» **Directions**
Which lines below contain the word "ServiceError"? Copy each of them.

*** Material provided Section Begins ***

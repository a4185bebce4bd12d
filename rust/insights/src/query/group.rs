//! Group projections and the `%` alias scheme that carries them back through
//! the result rows.
//!
//! Raw groups alias as `%field`, custom buckets as `%field|operator|literal`.
//! Descriptors are planned first and only turned into SQL once a builder has
//! resolved the field to a column.

use super::filter::{self, ColumnExpr, FilterOperator};
use crate::{
    error::{Result, ServiceError},
    ident::{validate_component, SafeIdent},
    models::{GroupSpec, ValueType},
    sql::{Dialect, Fragment},
};
use serde_json::Value;

pub const GROUP_PREFIX: char = '%';
pub const GROUP_DELIMITER: char = '|';

#[derive(Debug, Clone, PartialEq, Eq, Hash)]
pub enum GroupKey {
    Raw {
        value: String,
    },
    Custom {
        value: String,
        operator: String,
        literal: String,
    },
}

impl GroupKey {
    pub fn encode(&self) -> String {
        match self {
            GroupKey::Raw { value } => format!("{GROUP_PREFIX}{value}"),
            GroupKey::Custom {
                value,
                operator,
                literal,
            } => format!(
                "{GROUP_PREFIX}{value}{GROUP_DELIMITER}{operator}{GROUP_DELIMITER}{literal}"
            ),
        }
    }

    /// Returns `None` for columns that are not group columns.
    pub fn decode(alias: &str) -> Option<GroupKey> {
        let body = alias.strip_prefix(GROUP_PREFIX)?;
        let mut parts = body.splitn(3, GROUP_DELIMITER);
        let value = parts.next()?.to_string();
        match (parts.next(), parts.next()) {
            (None, None) => Some(GroupKey::Raw { value }),
            (Some(operator), Some(literal)) => Some(GroupKey::Custom {
                value,
                operator: operator.to_string(),
                literal: literal.to_string(),
            }),
            _ => None,
        }
    }

    /// Validates every component, then the assembled alias.
    pub fn alias(&self) -> Result<SafeIdent> {
        match self {
            GroupKey::Raw { value } => validate_component(value)?,
            GroupKey::Custom {
                value,
                operator,
                literal,
            } => {
                validate_component(value)?;
                validate_component(operator)?;
                validate_component(literal)?;
            }
        }
        SafeIdent::group_alias(self.encode())
    }
}

#[derive(Debug, Clone, PartialEq)]
pub enum ProjectionExpr {
    /// The column value itself.
    Column,
    /// `1` when the bucket predicate holds, else `0`.
    Bucket {
        operator: FilterOperator,
        value: Value,
    },
}

#[derive(Debug, Clone, PartialEq)]
pub struct GroupProjection {
    pub key: GroupKey,
    pub alias: SafeIdent,
    pub expr: ProjectionExpr,
}

impl GroupProjection {
    /// Display label for a bucket in series names.
    pub fn bucket_label(&self) -> Option<String> {
        match &self.key {
            GroupKey::Custom {
                operator, literal, ..
            } => Some(format!("{operator} {literal}")),
            GroupKey::Raw { .. } => None,
        }
    }
}

/// One requested group with its planned projections.
#[derive(Debug, Clone, PartialEq)]
pub struct GroupPlan {
    pub field: String,
    pub value_type: ValueType,
    pub projections: Vec<GroupProjection>,
}

impl GroupPlan {
    pub fn is_custom(&self) -> bool {
        self.projections
            .iter()
            .any(|projection| matches!(projection.expr, ProjectionExpr::Bucket { .. }))
    }

    /// Bucket choices for this group within a statement branch.
    fn choices(&self) -> Vec<Option<usize>> {
        if self.is_custom() {
            (0..self.projections.len()).map(Some).collect()
        } else {
            vec![None]
        }
    }
}

/// The bucket each group is pinned to in one statement branch, by plan
/// position. Raw groups are `None`.
pub type BucketSelection = Vec<Option<usize>>;

/// Every combination of one bucket per custom group. Without custom groups
/// there is a single selection.
///
/// Each combination runs as its own statement branch, so a row is aggregated
/// once in every bucket it matches.
pub fn bucket_selections(groups: &[GroupPlan]) -> Vec<BucketSelection> {
    groups.iter().fold(vec![Vec::new()], |acc, group| {
        let choices = group.choices();
        acc.iter()
            .flat_map(|prefix| {
                choices.iter().map(move |choice| {
                    let mut next = prefix.clone();
                    next.push(*choice);
                    next
                })
            })
            .collect()
    })
}

/// A materialized group projection and whether it is a grouping key.
#[derive(Debug, Clone, PartialEq)]
pub struct GroupColumn {
    pub fragment: Fragment,
    pub grouped: bool,
}

pub fn describe(spec: &GroupSpec) -> Result<GroupPlan> {
    validate_component(&spec.value)?;

    let projections = if spec.custom_groups.is_empty() {
        let key = GroupKey::Raw {
            value: spec.value.clone(),
        };
        vec![GroupProjection {
            alias: key.alias()?,
            key,
            expr: ProjectionExpr::Column,
        }]
    } else {
        spec.custom_groups
            .iter()
            .map(|custom| {
                let operator = FilterOperator::parse(&custom.filter_operator, spec.value_type)?;
                let key = GroupKey::Custom {
                    value: spec.value.clone(),
                    operator: operator.as_str().to_string(),
                    literal: literal_text(&custom.filter_value),
                };
                Ok(GroupProjection {
                    alias: key.alias()?,
                    key,
                    expr: ProjectionExpr::Bucket {
                        operator,
                        value: custom.filter_value.clone(),
                    },
                })
            })
            .collect::<Result<Vec<_>>>()?
    };

    Ok(GroupPlan {
        field: spec.value.clone(),
        value_type: spec.value_type,
        projections,
    })
}

/// Renders `<expr> AS "<alias>"` for a resolved column. A bucket that is not
/// `pinned` in the current branch projects a constant `0`.
pub fn materialize(
    dialect: Dialect,
    value_type: ValueType,
    projection: &GroupProjection,
    column: &ColumnExpr,
    pinned: bool,
) -> Result<GroupColumn> {
    let (mut fragment, grouped) = match &projection.expr {
        ProjectionExpr::Column => (Fragment::raw(column.sql.clone()), true),
        ProjectionExpr::Bucket { operator, value } if pinned => (
            filter::compile(dialect, value_type, *operator, value, column)?
                .wrap("CASE WHEN ", " THEN 1 ELSE 0 END"),
            true,
        ),
        ProjectionExpr::Bucket { .. } => (Fragment::raw("0"), false),
    };
    fragment.push_sql(&format!(" AS {}", projection.alias.quoted()));
    Ok(GroupColumn { fragment, grouped })
}

fn literal_text(value: &Value) -> String {
    match value {
        Value::String(text) => text.clone(),
        Value::Array(items) => items
            .iter()
            .map(literal_text)
            .collect::<Vec<_>>()
            .join(","),
        other => other.to_string(),
    }
}

pub(crate) fn ensure_distinct(groups: &[GroupPlan]) -> Result<()> {
    let mut seen = std::collections::HashSet::new();
    for projection in groups.iter().flat_map(|group| &group.projections) {
        if !seen.insert(projection.alias.as_str()) {
            return Err(ServiceError::invalid(format!(
                "duplicate group column '{}'",
                projection.alias
            )));
        }
    }
    Ok(())
}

*** Material provided Section Ends ***

» **Solution to the problem**
    error::{Result, ServiceError},
            return Err(ServiceError::invalid(format!(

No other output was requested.